**WHAT THE EXERCISE ASKS**
Pull out every line below holding the word "filename".

Stored data entries

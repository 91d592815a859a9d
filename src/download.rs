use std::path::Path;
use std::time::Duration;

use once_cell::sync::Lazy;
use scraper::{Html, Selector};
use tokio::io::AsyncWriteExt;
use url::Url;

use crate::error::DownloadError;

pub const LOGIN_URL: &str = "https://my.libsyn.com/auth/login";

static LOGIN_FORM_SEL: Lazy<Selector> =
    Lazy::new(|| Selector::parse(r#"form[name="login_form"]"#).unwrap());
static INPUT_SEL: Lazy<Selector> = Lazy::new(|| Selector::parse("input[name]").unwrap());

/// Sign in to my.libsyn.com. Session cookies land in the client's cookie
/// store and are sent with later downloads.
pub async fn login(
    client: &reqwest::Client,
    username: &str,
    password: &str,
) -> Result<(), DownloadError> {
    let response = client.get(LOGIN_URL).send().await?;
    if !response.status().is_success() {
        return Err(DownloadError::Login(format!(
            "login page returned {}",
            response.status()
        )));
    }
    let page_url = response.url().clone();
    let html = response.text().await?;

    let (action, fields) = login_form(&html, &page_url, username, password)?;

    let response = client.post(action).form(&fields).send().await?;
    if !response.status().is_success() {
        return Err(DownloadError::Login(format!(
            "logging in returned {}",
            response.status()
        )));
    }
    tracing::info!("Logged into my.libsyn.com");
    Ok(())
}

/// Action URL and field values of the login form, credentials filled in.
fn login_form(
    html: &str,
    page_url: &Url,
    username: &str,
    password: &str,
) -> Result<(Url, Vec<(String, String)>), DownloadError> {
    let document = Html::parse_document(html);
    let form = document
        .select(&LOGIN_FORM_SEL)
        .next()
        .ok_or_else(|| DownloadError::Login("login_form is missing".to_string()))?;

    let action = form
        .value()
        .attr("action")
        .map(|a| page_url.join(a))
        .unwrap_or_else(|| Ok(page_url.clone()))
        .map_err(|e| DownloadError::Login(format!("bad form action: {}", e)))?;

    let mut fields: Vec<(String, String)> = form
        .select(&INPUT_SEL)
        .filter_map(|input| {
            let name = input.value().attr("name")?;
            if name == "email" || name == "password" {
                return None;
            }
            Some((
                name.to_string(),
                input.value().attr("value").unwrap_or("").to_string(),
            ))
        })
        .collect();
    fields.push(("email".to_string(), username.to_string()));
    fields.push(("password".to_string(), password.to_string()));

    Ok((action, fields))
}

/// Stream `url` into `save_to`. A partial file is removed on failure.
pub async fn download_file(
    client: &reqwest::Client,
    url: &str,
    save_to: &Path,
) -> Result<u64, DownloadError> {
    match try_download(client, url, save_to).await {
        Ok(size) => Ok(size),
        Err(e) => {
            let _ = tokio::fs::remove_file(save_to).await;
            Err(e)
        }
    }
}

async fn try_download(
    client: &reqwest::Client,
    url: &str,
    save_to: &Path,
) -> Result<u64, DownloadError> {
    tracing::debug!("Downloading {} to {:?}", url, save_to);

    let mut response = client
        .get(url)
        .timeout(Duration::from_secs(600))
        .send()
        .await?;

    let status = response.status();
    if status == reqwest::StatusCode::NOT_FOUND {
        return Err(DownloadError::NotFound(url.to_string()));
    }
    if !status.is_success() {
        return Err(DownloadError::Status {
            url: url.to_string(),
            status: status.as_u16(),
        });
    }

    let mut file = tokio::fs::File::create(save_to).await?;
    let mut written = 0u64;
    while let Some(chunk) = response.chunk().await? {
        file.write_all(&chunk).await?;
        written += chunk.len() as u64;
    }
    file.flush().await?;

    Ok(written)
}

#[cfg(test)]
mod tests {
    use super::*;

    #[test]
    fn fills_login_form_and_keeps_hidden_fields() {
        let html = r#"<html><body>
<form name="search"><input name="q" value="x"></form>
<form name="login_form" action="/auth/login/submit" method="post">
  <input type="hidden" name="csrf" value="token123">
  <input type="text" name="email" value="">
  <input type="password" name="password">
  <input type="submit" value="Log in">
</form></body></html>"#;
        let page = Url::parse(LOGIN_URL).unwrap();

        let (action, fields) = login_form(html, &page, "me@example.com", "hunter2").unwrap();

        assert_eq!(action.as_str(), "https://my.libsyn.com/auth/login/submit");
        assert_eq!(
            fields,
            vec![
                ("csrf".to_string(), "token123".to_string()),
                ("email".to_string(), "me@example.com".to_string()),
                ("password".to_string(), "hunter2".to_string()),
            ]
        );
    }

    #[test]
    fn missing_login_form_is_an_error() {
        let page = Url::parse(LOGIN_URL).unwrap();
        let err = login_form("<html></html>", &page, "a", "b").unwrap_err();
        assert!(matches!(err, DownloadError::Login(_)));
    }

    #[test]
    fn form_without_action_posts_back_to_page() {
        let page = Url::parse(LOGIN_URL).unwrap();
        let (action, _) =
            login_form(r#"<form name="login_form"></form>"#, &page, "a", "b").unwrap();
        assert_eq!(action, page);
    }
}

---

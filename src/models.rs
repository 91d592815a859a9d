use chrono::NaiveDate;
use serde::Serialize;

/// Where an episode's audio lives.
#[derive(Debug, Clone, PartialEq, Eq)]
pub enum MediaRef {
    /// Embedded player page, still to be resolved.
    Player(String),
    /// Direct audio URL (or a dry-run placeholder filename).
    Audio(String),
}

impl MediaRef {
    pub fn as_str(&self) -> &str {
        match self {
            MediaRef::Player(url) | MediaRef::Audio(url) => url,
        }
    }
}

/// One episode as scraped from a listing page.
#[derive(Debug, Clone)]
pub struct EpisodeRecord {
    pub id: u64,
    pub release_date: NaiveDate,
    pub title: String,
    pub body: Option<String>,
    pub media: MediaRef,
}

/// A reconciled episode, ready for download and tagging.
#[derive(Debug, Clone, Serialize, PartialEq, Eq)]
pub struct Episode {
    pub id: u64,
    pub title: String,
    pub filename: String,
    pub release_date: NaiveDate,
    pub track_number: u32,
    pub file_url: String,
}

**SOLUTION BELOW**
filename src/download.rs
filename src/models.rs
    /// Direct audio URL (or a dry-run placeholder filename).
    pub filename: String,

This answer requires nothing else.